Zulip Chat Archive
Stream: new members
Topic: Type universes confusion
Rado Kirov (Nov 13 2025 at 05:21):
Let's start with this valid Lean code:
example (x: Nat): False := sorry
since #check Nat tells me Nat is of type Type = Type 0, I can abstract like this
example (T: Type) (x: T): False := sorry
So far so good, but when I repeat this one more time - type of Type is Type 1
example (T': Type 1) (T: T') (x: T): False := by sorry
I get a Lean error. What am I missing that explains this behavior?
Stepan Nesterov (Nov 13 2025 at 06:21):
Why do you think that if (T: T') then T is a type?

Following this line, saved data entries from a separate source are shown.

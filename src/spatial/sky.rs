//! Angular geometry on the celestial sphere, in degrees.

use crate::constants::{ArcSec, Degree, ARCSEC_PER_DEG, RADEG};

/// Great-circle separation between two sky positions, in arcseconds.
///
/// Haversine form: well conditioned at the sub-arcsecond separations used for matching,
/// where the `acos` of a dot product loses most of its digits.
pub fn angular_separation_arcsec(ra1: Degree, dec1: Degree, ra2: Degree, dec2: Degree) -> ArcSec {
    let (dec1, dec2) = (dec1 * RADEG, dec2 * RADEG);
    let half_ddec = 0.5 * (dec2 - dec1);
    let half_dra = 0.5 * (ra2 - ra1) * RADEG;

    let h = half_ddec.sin().powi(2) + dec1.cos() * dec2.cos() * half_dra.sin().powi(2);
    let sep = 2.0 * h.sqrt().min(1.0).asin();
    sep / RADEG * ARCSEC_PER_DEG
}

/// Half-width, in degrees of right ascension, of the window containing every point within
/// `tolerance` of a target at declination `dec`.
///
/// Returns `None` when the cap reaches a pole and every right ascension qualifies. For small
/// tolerances the width tends to `tolerance / cos(dec)` and is never below it.
pub fn ra_half_window(dec: Degree, tolerance: ArcSec) -> Option<Degree> {
    let r = tolerance / ARCSEC_PER_DEG * RADEG;
    let cos_dec = (dec * RADEG).cos();
    let sin_r = r.sin();
    if sin_r >= cos_dec {
        return None;
    }
    Some((sin_r / cos_dec).asin() / RADEG)
}

/// Right ascension intervals, within `[0, 360)`, covering `[ra - half, ra + half]`.
///
/// A window crossing 0°/360° is split in two.
pub fn ra_intervals(ra: Degree, half: Option<Degree>) -> Vec<(Degree, Degree)> {
    let Some(half) = half.filter(|h| *h < 180.0) else {
        return vec![(f64::NEG_INFINITY, f64::INFINITY)];
    };
    let (lo, hi) = (ra - half, ra + half);
    let mut intervals = vec![(lo, hi)];
    if lo < 0.0 {
        intervals.push((lo + 360.0, hi + 360.0));
    }
    if hi >= 360.0 {
        intervals.push((lo - 360.0, hi - 360.0));
    }
    intervals
}

#[cfg(test)]
mod tests {
    use super::*;
    use approx::assert_relative_eq;

    #[test]
    fn test_separation_along_meridian() {
        let sep = angular_separation_arcsec(4.74852, -26.23583, 4.74852, -26.23583 + 1.0 / 3600.0);
        assert_relative_eq!(sep, 1.0, epsilon = 1e-6);
    }

    #[test]
    fn test_separation_along_parallel_shrinks_with_dec() {
        let at_equator = angular_separation_arcsec(10.0, 0.0, 10.0 + 1.0 / 3600.0, 0.0);
        let at_sixty = angular_separation_arcsec(10.0, 60.0, 10.0 + 1.0 / 3600.0, 60.0);
        assert_relative_eq!(at_equator, 1.0, epsilon = 1e-6);
        assert_relative_eq!(at_sixty, 0.5, epsilon = 1e-6);
    }

    #[test]
    fn test_separation_across_ra_origin() {
        let sep = angular_separation_arcsec(359.9999, 0.0, 0.0001, 0.0);
        assert_relative_eq!(sep, 0.72, epsilon = 1e-6);
    }

    #[test]
    fn test_ra_half_window() {
        let w = ra_half_window(0.0, 3600.0).unwrap();
        assert_relative_eq!(w, 1.0, epsilon = 1e-9);

        let w = ra_half_window(60.0, 2.0).unwrap();
        assert!(w >= 2.0 / 3600.0 / 0.5);
        assert_relative_eq!(w, 2.0 / 3600.0 / 0.5, epsilon = 1e-12);

        assert_eq!(ra_half_window(90.0, 2.0), None);
    }

    #[test]
    fn test_ra_intervals_wrap() {
        assert_eq!(ra_intervals(180.0, Some(1.0)), vec![(179.0, 181.0)]);
        assert_eq!(
            ra_intervals(0.5, Some(1.0)),
            vec![(-0.5, 1.5), (359.5, 361.5)]
        );
        assert_eq!(
            ra_intervals(359.5, Some(1.0)),
            vec![(358.5, 360.5), (-1.5, 0.5)]
        );
        assert_eq!(ra_intervals(10.0, None).len(), 1);
    }
}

Rado Kirov (Nov 13 2025 at 06:23):
What else could it be?
Stepan Nesterov (Nov 13 2025 at 06:23):
It is a term of type T'
Stepan Nesterov (Nov 13 2025 at 06:25):
Well, ok, in this example we can have T' = Type.

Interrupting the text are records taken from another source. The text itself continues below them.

//! Editor error taxonomy.

use thiserror::Error;
use vedit_media::{GeometryError, MediaError};
use vedit_models::FormatError;
use vedit_storage::StorageError;

/// Result type for editor operations.
pub type EditResult<T> = Result<T, EditError>;

/// Why an edit failed.
#[derive(Debug, Error)]
pub enum EditError {
    /// Malformed request: time range, geometry, format
    #[error("{0}")]
    InvalidInput(String),

    /// A source key does not exist in the store
    #[error("Video not found: {0}")]
    NotFound(String),

    /// A source object has zero bytes
    #[error("Video is empty: {0}")]
    EmptySource(String),

    /// Object store I/O failed
    #[error("Storage transfer failed: {0}")]
    Transfer(String),

    /// Stream metadata could not be read
    #[error("Failed to read video metadata: {0}")]
    Probe(String),

    /// FFmpeg exited non-zero, crashed or timed out
    #[error("{message}")]
    Tool {
        message: String,
        exit_code: Option<i32>,
        stderr_tail: Option<String>,
    },

    /// Crop rectangle does not fit the source frame
    #[error("{0}")]
    OutOfBounds(String),

    #[error("Internal error: {0}")]
    Internal(String),
}

impl EditError {
    pub fn invalid_input(msg: impl Into<String>) -> Self {
        Self::InvalidInput(msg.into())
    }

    pub fn internal(msg: impl Into<String>) -> Self {
        Self::Internal(msg.into())
    }

    /// Classify a failure to read stream metadata.
    pub fn probe(err: MediaError) -> Self {
        match err {
            MediaError::FfprobeFailed { message, stderr } => match stderr {
                Some(s) if !s.is_empty() => Self::Probe(format!("{}: {}", message, s)),
                _ => Self::Probe(message),
            },
            other => Self::Probe(other.to_string()),
        }
    }

    /// Classify a failed FFmpeg invocation.
    pub fn tool(err: MediaError) -> Self {
        match err {
            MediaError::FfmpegFailed {
                message,
                stderr,
                exit_code,
            } => Self::Tool {
                message: match exit_code {
                    Some(code) => format!("FFmpeg failed with exit code {}", code),
                    None => format!("FFmpeg failed: {}", message),
                },
                exit_code,
                stderr_tail: stderr,
            },
            MediaError::Timeout(secs) => Self::Tool {
                message: format!("FFmpeg timed out after {} seconds", secs),
                exit_code: None,
                stderr_tail: None,
            },
            other => Self::Tool {
                message: format!("FFmpeg could not run: {}", other),
                exit_code: None,
                stderr_tail: None,
            },
        }
    }

    /// Whether the caller is at fault (4xx) rather than the service (5xx).
    pub fn is_client_error(&self) -> bool {
        matches!(
            self,
            EditError::InvalidInput(_)
                | EditError::NotFound(_)
                | EditError::EmptySource(_)
                | EditError::OutOfBounds(_)
        )
    }

    /// Stable label for logs and metrics.
    pub fn kind(&self) -> &'static str {
        match self {
            EditError::InvalidInput(_) => "invalid_input",
            EditError::NotFound(_) => "not_found",
            EditError::EmptySource(_) => "empty_source",
            EditError::Transfer(_) => "transfer_error",
            EditError::Probe(_) => "probe_error",
            EditError::Tool { .. } => "tool_error",
            EditError::OutOfBounds(_) => "out_of_bounds",
            EditError::Internal(_) => "internal_error",
        }
    }
}

impl From<StorageError> for EditError {
    fn from(err: StorageError) -> Self {
        match err {
            StorageError::NotFound(key) => EditError::NotFound(key),
            StorageError::InvalidKey(key) => {
                EditError::InvalidInput(format!("Invalid video id: {}", key))
            }
            other => EditError::Transfer(other.to_string()),
        }
    }
}

impl From<GeometryError> for EditError {
    fn from(err: GeometryError) -> Self {
        match err {
            GeometryError::OutOfBounds { .. } => EditError::OutOfBounds(err.to_string()),
            other => EditError::InvalidInput(other.to_string()),
        }
    }
}

impl From<FormatError> for EditError {
    fn from(err: FormatError) -> Self {
        EditError::InvalidInput(err.to_string())
    }
}

impl From<std::io::Error> for EditError {
    fn from(err: std::io::Error) -> Self {
        EditError::Internal(err.to_string())
    }
}

#[cfg(test)]
mod tests {
    use super::*;

    #[test]
    fn test_storage_classification() {
        let err: EditError = StorageError::not_found("a.mp4").into();
        assert!(matches!(err, EditError::NotFound(ref k) if k == "a.mp4"));
        assert!(err.is_client_error());

        let err: EditError = StorageError::upload_failed("connection reset").into();
        assert_eq!(err.kind(), "transfer_error");
        assert!(!err.is_client_error());
    }

    #[test]
    fn test_tool_classification() {
        let err = EditError::tool(MediaError::ffmpeg_failed(
            "FFmpeg exited with non-zero status",
            Some("Invalid data found".to_string()),
            Some(1),
        ));
        match err {
            EditError::Tool {
                ref message,
                exit_code,
                ref stderr_tail,
            } => {
                assert_eq!(message, "FFmpeg failed with exit code 1");
                assert_eq!(exit_code, Some(1));
                assert_eq!(stderr_tail.as_deref(), Some("Invalid data found"));
            }
            _ => panic!("expected tool error"),
        }

        let timeout = EditError::tool(MediaError::Timeout(30));
        assert!(timeout.to_string().contains("timed out"));
    }

    #[test]
    fn test_geometry_classification() {
        let err: EditError = GeometryError::InvalidResolution("abc".to_string()).into();
        assert_eq!(err.kind(), "invalid_input");

        let err: EditError = GeometryError::OutOfBounds {
            x: 10,
            y: 0,
            width: 100,
            height: 100,
            source_width: 50,
            source_height: 50,
        }
        .into();
        assert_eq!(err.kind(), "out_of_bounds");
    }
}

Then Type : Type 1 ok, T : Type ok
Rado Kirov (Nov 13 2025 at 06:26):
Yes, I am just generalizing the types that were previously accepted
Stepan Nesterov (Nov 13 2025 at 06:26):
But I suppose that if T' : Type 1 is any other thing than T' = Type then terms of T' are just that: terms? :thinking:
Rado Kirov (Nov 13 2025 at 06:28):
Yes, I was wondering what would those other things be, because the error doesn’t specify. Also the error is in x: T only so T:T’ is accepted
Stepan Nesterov (Nov 13 2025 at 06:34):
Well, another thing it can be is T' = ℕ × Type, for example. Then T' : Type 1 ok, T : ℕ × Type ok, but x : T not ok. T isn't a type, it's a pair (natural number + type)

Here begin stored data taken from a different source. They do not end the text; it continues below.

//! Backend selection.

use std::path::PathBuf;
use std::str::FromStr;
use std::sync::Arc;

use serde::{Deserialize, Serialize};
use tracing::info;

use crate::error::{StorageError, StorageResult};
use crate::local::LocalStore;
use crate::s3::{S3Config, S3Store};
use crate::store::ObjectStore;

#[derive(Debug, Clone, Copy, Default, PartialEq, Eq, Serialize, Deserialize)]
#[serde(rename_all = "lowercase")]
pub enum StorageBackend {
    #[default]
    S3,
    Local,
}

impl FromStr for StorageBackend {
    type Err = StorageError;

    fn from_str(s: &str) -> Result<Self, Self::Err> {
        match s.trim().to_ascii_lowercase().as_str() {
            "s3" | "minio" => Ok(StorageBackend::S3),
            "local" | "fs" => Ok(StorageBackend::Local),
            other => Err(StorageError::config_error(format!(
                "Unknown STORAGE_BACKEND '{}': expected s3 or local",
                other
            ))),
        }
    }
}

/// Storage configuration.
#[derive(Debug, Clone)]
pub struct StorageConfig {
    pub backend: StorageBackend,
    /// Bucket, endpoints and credentials (the local backend reuses bucket and public endpoint)
    pub s3: S3Config,
    /// Root directory of the local backend
    pub local_dir: PathBuf,
}

impl Default for StorageConfig {
    fn default() -> Self {
        Self {
            backend: StorageBackend::S3,
            s3: S3Config::default(),
            local_dir: PathBuf::from("./data/objects"),
        }
    }
}

impl StorageConfig {
    /// Create config from environment variables.
    pub fn from_env() -> StorageResult<Self> {
        let backend = match std::env::var("STORAGE_BACKEND") {
            Ok(value) => value.parse()?,
            Err(_) => StorageBackend::default(),
        };

        Ok(Self {
            backend,
            s3: S3Config::from_env(),
            local_dir: std::env::var("LOCAL_STORAGE_DIR")
                .map(PathBuf::from)
                .unwrap_or_else(|_| Self::default().local_dir),
        })
    }
}

/// Build the configured store.
pub async fn create_store(config: &StorageConfig) -> StorageResult<Arc<dyn ObjectStore>> {
    match config.backend {
        StorageBackend::S3 => {
            let store = S3Store::new(config.s3.clone())?;
            info!(
                endpoint = %config.s3.endpoint_url,
                bucket = %config.s3.bucket_name,
                "Using S3 object store"
            );
            Ok(Arc::new(store))
        }
        StorageBackend::Local => {
            let store = LocalStore::new(
                &config.local_dir,
                config.s3.public_endpoint.clone(),
                config.s3.bucket_name.clone(),
            )
            .await?;
            info!(dir = %config.local_dir.display(), "Using local object store");
            Ok(Arc::new(store))
        }
    }
}

#[cfg(test)]
mod tests {
    use super::*;

    #[test]
    fn test_backend_parse() {
        assert_eq!("S3".parse::<StorageBackend>().unwrap(), StorageBackend::S3);
        assert_eq!(" local ".parse::<StorageBackend>().unwrap(), StorageBackend::Local);
        assert!("gcs".parse::<StorageBackend>().is_err());
    }

    #[tokio::test]
    async fn test_create_local_store() {
        let dir = tempfile::tempdir().unwrap();
        let config = StorageConfig {
            backend: StorageBackend::Local,
            local_dir: dir.path().join("objects"),
            ..StorageConfig::default()
        };
        let store = create_store(&config).await.unwrap();
        assert_eq!(store.backend_name(), "local");
        assert_eq!(store.public_url("k.mp4"), "http://localhost:9000/videos/k.mp4");
    }
}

Stepan Nesterov (Nov 13 2025 at 06:35):
I think T : Type 1 is more like "T is a type so large it doesn't fit into Type" than "T is a metatype whose terms are types"
Stepan Nesterov (Nov 13 2025 at 06:35):
I don't know if there is a way to say the latter in Lean, that's an interesting question
Matt Diamond (Nov 13 2025 at 19:15):
@Rado Kirov T' could be Cardinal.{0}, for instance. In that case T would be a specific cardinal, and it wouldn't make sense to say x : T
Matt Diamond (Nov 13 2025 at 19:29):
Also the error is in x: T only so T:T’ is accepted
This isn't too surprising... you've declared that T' is a type, so it makes sense to say that you have a term T of type T'. The problem arises when you try to assume that T is also a type.
Kenny Lau (Nov 13 2025 at 19:32):
Rado Kirov said:
Yes, I am just generalizing the types that were previously accepted
well, that's not how maths/lean works...
the only time you can ever do a double colon is with Prop and Type _ (both are collective called Sort _)
Matt Diamond (Nov 13 2025 at 19:37):
Would it be accurate to say that there's only a single type at any non-zero universe level whose terms are also types?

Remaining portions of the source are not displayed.